What the exercise asks :: Could you filter the records below and return each line that holds "ProptestConfig"?

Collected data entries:
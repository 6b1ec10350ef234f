use std::sync::Arc;

use rand::seq::SliceRandom;
use rand::{rngs::StdRng, RngExt, SeedableRng};

use super::{Dataset, Sample};
use crate::error::MaskpackError;

/// A view over `indices` of a shared dataset.
#[derive(Clone)]
pub struct Subset {
    dataset: Arc<dyn Dataset>,
    indices: Vec<usize>,
}

impl Subset {
    pub fn new(dataset: Arc<dyn Dataset>, indices: Vec<usize>) -> Self {
        Self { dataset, indices }
    }

    /// Indices into the parent dataset, in subset order.
    pub fn indices(&self) -> &[usize] {
        &self.indices
    }
}

impl Dataset for Subset {
    fn len(&self) -> usize {
        self.indices.len()
    }

    fn get(&self, index: usize) -> Result<Sample, MaskpackError> {
        let parent = *self
            .indices
            .get(index)
            .ok_or(MaskpackError::IndexOutOfRange {
                index,
                len: self.indices.len(),
            })?;
        self.dataset.get(parent)
    }
}

/// Permute `0..len` once and cut it into consecutive pieces of `lengths`.
///
/// The lengths must sum to `len`. `seed: None` draws the permutation from OS
/// entropy.
pub fn random_split(
    len: usize,
    lengths: &[usize],
    seed: Option<u64>,
) -> Result<Vec<Vec<usize>>, MaskpackError> {
    let total: usize = lengths.iter().sum();
    if total != len {
        return Err(MaskpackError::SplitMismatch {
            message: format!("split lengths {lengths:?} sum to {total}, dataset has {len} row(s)"),
        });
    }

    let mut order: Vec<usize> = (0..len).collect();
    let mut rng = match seed {
        Some(seed) => StdRng::seed_from_u64(seed),
        None => StdRng::seed_from_u64(rand::rng().random::<u64>()),
    };
    order.shuffle(&mut rng);

    let mut pieces = Vec::with_capacity(lengths.len());
    let mut start = 0;
    for &length in lengths {
        pieces.push(order[start..start + length].to_vec());
        start += length;
    }
    Ok(pieces)
}

/// Split `dataset` into subsets of `lengths`.
pub fn split_dataset(
    dataset: Arc<dyn Dataset>,
    lengths: &[usize],
    seed: Option<u64>,
) -> Result<Vec<Subset>, MaskpackError> {
    Ok(random_split(dataset.len(), lengths, seed)?
        .into_iter()
        .map(|indices| Subset::new(Arc::clone(&dataset), indices))
        .collect())
}

/// `(train, test)` counts for the cropped dataset.
///
/// `test = floor(n / 5)` and `train = n - test`, which equals `ceil(4n / 5)`;
/// the two always cover all `n` rows.
pub fn cropped_split_lengths(n: usize) -> (usize, usize) {
    let test = n / 5;
    (n - test, test)
}
#![allow(dead_code)]

use proptest::prelude::*;
use proptest::strategy::BoxedStrategy;
use proptest::test_runner::{Config as ProptestConfig, FileFailurePersistence};

pub fn proptest_config() -> ProptestConfig {
    let cases = std::env::var("PROPTEST_CASES")
        .ok()
        .and_then(|v| v.parse::<u32>().ok())
        .unwrap_or(64);

    let mut config = ProptestConfig::with_failure_persistence(FileFailurePersistence::WithSource(
        "proptest-regressions",
    ));
    config.cases = cases;
    config.max_shrink_iters = 1024;
    config
}

/// An object whose box fits inside `width` x `height`.
#[derive(Clone, Debug, PartialEq)]
pub struct ArbObject {
    pub name: String,
    pub bbox: [u32; 4],
}

pub fn arb_class_name() -> BoxedStrategy<String> {
    prop_oneof![
        Just("good".to_string()),
        Just("bad".to_string()),
        Just("none".to_string()),
        "[a-z_]{1,12}",
    ]
    .boxed()
}

pub fn arb_object(width: u32, height: u32) -> BoxedStrategy<ArbObject> {
    (0..width, 0..height, arb_class_name())
        .prop_flat_map(move |(xmin, ymin, name)| {
            (
                Just(xmin),
                Just(ymin),
                (xmin + 1)..=width,
                (ymin + 1)..=height,
                Just(name),
            )
        })
        .prop_map(|(xmin, ymin, xmax, ymax, name)| ArbObject {
            name,
            bbox: [xmin, ymin, xmax, ymax],
        })
        .boxed()
}

/// `(width, height, objects)` for one annotation file.
pub fn arb_annotation(max_objects: usize) -> BoxedStrategy<(u32, u32, Vec<ArbObject>)> {
    (1u32..2000, 1u32..2000)
        .prop_flat_map(move |(width, height)| {
            (
                Just(width),
                Just(height),
                prop::collection::vec(arb_object(width, height), 0..=max_objects),
            )
        })
        .boxed()
}

pub fn annotation_xml(width: u32, height: u32, objects: &[ArbObject]) -> String {
    let mut xml = format!(
        "<annotation><size><width>{width}</width><height>{height}</height><depth>3</depth></size>"
    );
    for object in objects {
        let [xmin, ymin, xmax, ymax] = object.bbox;
        xml.push_str(&format!(
            "<object><name>{}</name><bndbox><xmin>{xmin}</xmin><ymin>{ymin}</ymin><xmax>{xmax}</xmax><ymax>{ymax}</ymax></bndbox></object>",
            object.name
        ));
    }
    xml.push_str("</annotation>");
    xml
}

Result below ::
use proptest::test_runner::{Config as ProptestConfig, FileFailurePersistence};
pub fn proptest_config() -> ProptestConfig {
    let mut config = ProptestConfig::with_failure_persistence(FileFailurePersistence::WithSource(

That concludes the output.